Task objective:
Using the lines below, work out the count of those that hold "Debug". Give the number only.

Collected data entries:

• • •

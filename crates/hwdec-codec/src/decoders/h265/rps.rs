//! H.265 参考图像集 (RPS) 推导与参考标记, 对应标准 8.3.2.
//!
//! 每幅图像的第一个 slice 执行一次: 先按片头给出的 delta POC 推导五个 POC 列表,
//! 再在 DPB 中定位对应图像. 长期参考先于短期参考匹配, 不在 RPS 中的图像一律标记为
//! "不用于参考".

use crate::arena::PicId;
use crate::parsers::h265::HevcSliceHeader;

use super::dpb::H265Dpb;
use super::picture::{H265Picture, RefMark};

/// 当前图像的参考图像集
///
/// 未能在 DPB 中找到的条目为 `None`, 保留位置以便 `list_entry_lX` 按索引引用.
#[derive(Debug, Clone, Default, PartialEq, Eq)]
pub struct RefPicSet {
    /// RefPicSetStCurrBefore
    pub st_curr_before: Vec<Option<PicId>>,
    /// RefPicSetStCurrAfter
    pub st_curr_after: Vec<Option<PicId>>,
    /// RefPicSetStFoll
    pub st_foll: Vec<Option<PicId>>,
    /// RefPicSetLtCurr
    pub lt_curr: Vec<Option<PicId>>,
    /// RefPicSetLtFoll
    pub lt_foll: Vec<Option<PicId>>,
}

impl RefPicSet {
    /// NumPicTotalCurr
    pub fn num_pic_total_curr(&self) -> usize {
        self.st_curr_before.len() + self.st_curr_after.len() + self.lt_curr.len()
    }

    fn all(&self) -> impl Iterator<Item = PicId> + '_ {
        self.st_curr_before
            .iter()
            .chain(&self.st_curr_after)
            .chain(&self.st_foll)
            .chain(&self.lt_curr)
            .chain(&self.lt_foll)
            .flatten()
            .copied()
    }
}

/// 长期参考的 POC 与 delta_poc_msb_present_flag
#[derive(Debug, Clone, Copy, PartialEq, Eq)]
struct LongTermPoc {
    poc: i32,
    msb_present: bool,
}

/// 由片头推导的 POC 列表 (式 8-5)
#[derive(Debug, Default, PartialEq, Eq)]
struct PocLists {
    st_curr_before: Vec<i32>,
    st_curr_after: Vec<i32>,
    st_foll: Vec<i32>,
    lt_curr: Vec<LongTermPoc>,
    lt_foll: Vec<LongTermPoc>,
}

fn derive_poc_lists(cur_poc: i32, slice: &HevcSliceHeader, max_poc_lsb: i32) -> PocLists {
    let mut lists = PocLists::default();
    let rps = &slice.short_term_rps;

    for (&delta, &used) in rps.delta_poc_s0.iter().zip(&rps.used_by_curr_pic_s0) {
        if used {
            lists.st_curr_before.push(cur_poc.wrapping_add(delta));
        } else {
            lists.st_foll.push(cur_poc.wrapping_add(delta));
        }
    }
    for (&delta, &used) in rps.delta_poc_s1.iter().zip(&rps.used_by_curr_pic_s1) {
        if used {
            lists.st_curr_after.push(cur_poc.wrapping_add(delta));
        } else {
            lists.st_foll.push(cur_poc.wrapping_add(delta));
        }
    }

    // POC 按 32 位补码回绕计算
    let cur_lsb = slice.pic_order_cnt_lsb as i32;
    for lt in &slice.long_term_refs {
        let mut poc = lt.poc_lsb as i32;
        if lt.delta_poc_msb_present {
            let msb_delta = (lt.delta_poc_msb_cycle as i32).wrapping_mul(max_poc_lsb);
            poc = poc.wrapping_add(cur_poc.wrapping_sub(msb_delta).wrapping_sub(cur_lsb));
        }
        let entry = LongTermPoc {
            poc,
            msb_present: lt.delta_poc_msb_present,
        };
        if lt.used_by_curr {
            lists.lt_curr.push(entry);
        } else {
            lists.lt_foll.push(entry);
        }
    }
    lists
}

impl H265Dpb {
    /// 推导当前图像的 RPS 并更新 DPB 中全部图像的参考标记
    pub fn apply_rps(&mut self, cur: &H265Picture, slice: &HevcSliceHeader) {
        if cur.is_irap_no_rasl() {
            for &id in self.pictures.values() {
                if let Some(pic) = self.arena.get_mut(id) {
                    pic.reference = RefMark::Unused;
                }
            }
        }

        let lists = if cur.nal_type.is_idr() {
            PocLists::default()
        } else {
            derive_poc_lists(cur.poc, slice, self.max_poc_lsb)
        };

        let lt_curr: Vec<_> = lists
            .lt_curr
            .iter()
            .map(|&lt| self.find_long_term_candidate(lt))
            .collect();
        let lt_foll: Vec<_> = lists
            .lt_foll
            .iter()
            .map(|&lt| self.find_long_term_candidate(lt))
            .collect();
        for &id in lt_curr.iter().chain(&lt_foll).flatten() {
            if let Some(pic) = self.arena.get_mut(id) {
                pic.reference = RefMark::LongTerm;
            }
        }

        let st_curr_before: Vec<_> = lists
            .st_curr_before
            .iter()
            .map(|&poc| self.find_short_term(poc))
            .collect();
        let st_curr_after: Vec<_> = lists
            .st_curr_after
            .iter()
            .map(|&poc| self.find_short_term(poc))
            .collect();
        let st_foll: Vec<_> = lists
            .st_foll
            .iter()
            .map(|&poc| self.find_short_term(poc))
            .collect();

        for (poc, found) in lists.st_curr_before.iter().zip(&st_curr_before) {
            if found.is_none() {
                self.record_missing_reference("StCurrBefore", *poc);
            }
        }
        for (poc, found) in lists.st_curr_after.iter().zip(&st_curr_after) {
            if found.is_none() {
                self.record_missing_reference("StCurrAfter", *poc);
            }
        }
        for (lt, found) in lists.lt_curr.iter().zip(&lt_curr) {
            if found.is_none() {
                self.record_missing_reference("LtCurr", lt.poc);
            }
        }

        self.rps = RefPicSet {
            st_curr_before,
            st_curr_after,
            st_foll,
            lt_curr,
            lt_foll,
        };

        let in_rps: Vec<PicId> = self.rps.all().collect();
        for &id in self.pictures.values() {
            if !in_rps.contains(&id)
                && let Some(pic) = self.arena.get_mut(id)
            {
                pic.reference = RefMark::Unused;
            }
        }
    }

    /// 在全部参考图像中按 POC (或 POC LSB) 查找长期参考
    fn find_long_term_candidate(&self, lt: LongTermPoc) -> Option<PicId> {
        self.pictures.values().copied().find(|&id| {
            self.arena.get(id).is_some_and(|pic| {
                pic.is_reference()
                    && if lt.msb_present {
                        pic.poc == lt.poc
                    } else {
                        pic.poc_lsb as i32 == lt.poc
                    }
            })
        })
    }

    fn find_short_term(&self, poc: i32) -> Option<PicId> {
        let id = *self.pictures.get(&poc)?;
        self.arena
            .get(id)
            .is_some_and(|pic| pic.is_short_term())
            .then_some(id)
    }
}

#[cfg(test)]
mod tests {
    use super::*;
    use crate::output::DecodedPicture;
    use crate::parsers::h265::{
        HevcNalUnit, HevcNalUnitType, HevcPps, HevcSliceType, HevcSps, parse_hevc_pps,
        parse_hevc_slice_header, parse_hevc_sps,
    };
    use crate::test_streams::h265::{PpsBuilder, SliceBuilder, SpsBuilder};

    struct Fixture {
        sps: HevcSps,
        pps: HevcPps,
        dpb: H265Dpb,
        out: Vec<DecodedPicture>,
    }

    impl Fixture {
        /// MaxPicOrderCntLsb = 16, DPB 中已有 POC 0/4/8 三幅短期参考
        fn new() -> Self {
            let sps = parse_hevc_sps(
                &SpsBuilder::new(64, 64)
                    .log2_max_poc_lsb(4)
                    .dpb(6, 6)
                    .long_term_sps(vec![])
                    .rbsp(),
            )
            .unwrap();
            let pps = parse_hevc_pps(&PpsBuilder::new(0, 0).rbsp()).unwrap();
            let mut dpb = H265Dpb::new();
            dpb.configure(&sps);
            let mut fixture = Self {
                sps,
                pps,
                dpb,
                out: Vec::new(),
            };
            for poc in [0, 4, 8] {
                fixture.store(poc);
            }
            fixture
        }

        fn store(&mut self, poc: i32) {
            let pic = H265Picture::new(poc, (poc & 15) as u32, HevcNalUnitType::TrailR);
            self.dpb.add(pic, &mut self.out).unwrap();
        }

        fn header(&self, builder: SliceBuilder) -> HevcSliceHeader {
            let nal = builder.nal(&self.sps, &self.pps);
            let nalu = HevcNalUnit::parse(&nal).unwrap();
            parse_hevc_slice_header(&nalu, &nalu.rbsp(), None, |_| Some((&self.pps, &self.sps)))
                .unwrap()
        }

        fn apply(&mut self, poc: i32, builder: SliceBuilder) {
            let header = self.header(builder);
            let mut cur = H265Picture::new(poc, header.pic_order_cnt_lsb, header.nal_type);
            cur.no_rasl_output = header.nal_type.is_idr();
            self.dpb.apply_rps(&cur, &header);
        }

        fn pocs(&self, list: &[Option<PicId>]) -> Vec<Option<i32>> {
            list.iter()
                .map(|id| id.and_then(|id| self.dpb.get(id)).map(|pic| pic.poc))
                .collect()
        }

        fn marks(&self) -> Vec<(i32, RefMark)> {
            self.dpb.iter().map(|pic| (pic.poc, pic.reference)).collect()
        }
    }

    #[test]
    fn test_short_term_rps_partition() {
        let mut f = Fixture::new();
        f.apply(6, SliceBuilder::trail(HevcSliceType::B, 6).explicit_rps(vec![-2, -6], vec![2]));

        let rps = f.dpb.rps().clone();
        assert_eq!(f.pocs(&rps.st_curr_before), vec![Some(4), Some(0)]);
        assert_eq!(f.pocs(&rps.st_curr_after), vec![Some(8)]);
        assert!(rps.st_foll.is_empty());
        assert_eq!(rps.num_pic_total_curr(), 3);
        assert!(f.marks().iter().all(|&(_, mark)| mark == RefMark::ShortTerm));
    }

    #[test]
    fn test_pictures_outside_rps_unmarked() {
        let mut f = Fixture::new();
        f.apply(10, SliceBuilder::trail(HevcSliceType::P, 10).explicit_rps(vec![-2], vec![]));
        assert_eq!(
            f.marks(),
            vec![(0, RefMark::Unused), (4, RefMark::Unused), (8, RefMark::ShortTerm)]
        );
    }

    #[test]
    fn test_long_term_matched_by_lsb() {
        let mut f = Fixture::new();
        f.apply(
            10,
            SliceBuilder::trail(HevcSliceType::P, 10)
                .explicit_rps(vec![-2], vec![])
                .long_term(0, vec![(4, true, None), (0, false, None)]),
        );

        let rps = f.dpb.rps().clone();
        assert_eq!(f.pocs(&rps.lt_curr), vec![Some(4)]);
        assert_eq!(f.pocs(&rps.lt_foll), vec![Some(0)]);
        assert_eq!(rps.num_pic_total_curr(), 2, "LtFoll 不计入 NumPicTotalCurr");
        assert_eq!(
            f.marks(),
            vec![(0, RefMark::LongTerm), (4, RefMark::LongTerm), (8, RefMark::ShortTerm)]
        );
    }

    #[test]
    fn test_long_term_with_msb_cycle() {
        let mut f = Fixture::new();
        f.store(16);
        // 当前 POC 20 (LSB 4): PocLsbLt 0 + 20 - 1*16 - 4 = 0
        f.apply(
            20,
            SliceBuilder::trail(HevcSliceType::P, 4)
                .explicit_rps(vec![-4], vec![])
                .long_term(0, vec![(0, true, Some(1))]),
        );

        let rps = f.dpb.rps().clone();
        assert_eq!(f.pocs(&rps.lt_curr), vec![Some(0)], "MSB 周期应区分 POC 0 与 16");
        assert_eq!(f.pocs(&rps.st_curr_before), vec![Some(16)]);
    }

    #[test]
    fn test_long_term_not_reused_as_short_term() {
        let mut f = Fixture::new();
        f.apply(
            10,
            SliceBuilder::trail(HevcSliceType::P, 10)
                .explicit_rps(vec![-2], vec![])
                .long_term(0, vec![(4, true, None)]),
        );
        f.apply(12, SliceBuilder::trail(HevcSliceType::P, 12).explicit_rps(vec![-8], vec![]));

        let rps = f.dpb.rps().clone();
        assert_eq!(f.pocs(&rps.st_curr_before), vec![None], "长期图像不能匹配短期条目");
        assert_eq!(
            f.marks(),
            vec![(0, RefMark::Unused), (4, RefMark::Unused), (8, RefMark::Unused)]
        );
    }

    #[test]
    fn test_missing_reference_keeps_slot() {
        let mut f = Fixture::new();
        f.apply(6, SliceBuilder::trail(HevcSliceType::P, 6).explicit_rps(vec![-2, -4], vec![]));
        let rps = f.dpb.rps().clone();
        assert_eq!(f.pocs(&rps.st_curr_before), vec![Some(4), None]);
        assert_eq!(rps.num_pic_total_curr(), 2);
    }

    #[test]
    fn test_idr_clears_all_references() {
        let mut f = Fixture::new();
        f.apply(0, SliceBuilder::idr());
        assert_eq!(f.dpb.rps(), &RefPicSet::default());
        assert!(f.marks().iter().all(|&(_, mark)| mark == RefMark::Unused));
    }

    #[test]
    fn test_poc_list_derivation() {
        let f = Fixture::new();
        let header = f.header(
            SliceBuilder::trail(HevcSliceType::B, 3)
                .explicit_rps(vec![-1, -3], vec![1])
                .long_term(0, vec![(9, false, Some(2))]),
        );
        let lists = derive_poc_lists(35, &header, 16);
        assert_eq!(lists.st_curr_before, vec![34, 32]);
        assert_eq!(lists.st_curr_after, vec![36]);
        // 9 + 35 - 2*16 - 3 = 9
        assert_eq!(
            lists.lt_foll,
            vec![LongTermPoc {
                poc: 9,
                msb_present: true
            }]
        );
    }
}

• • •

Task solution:
3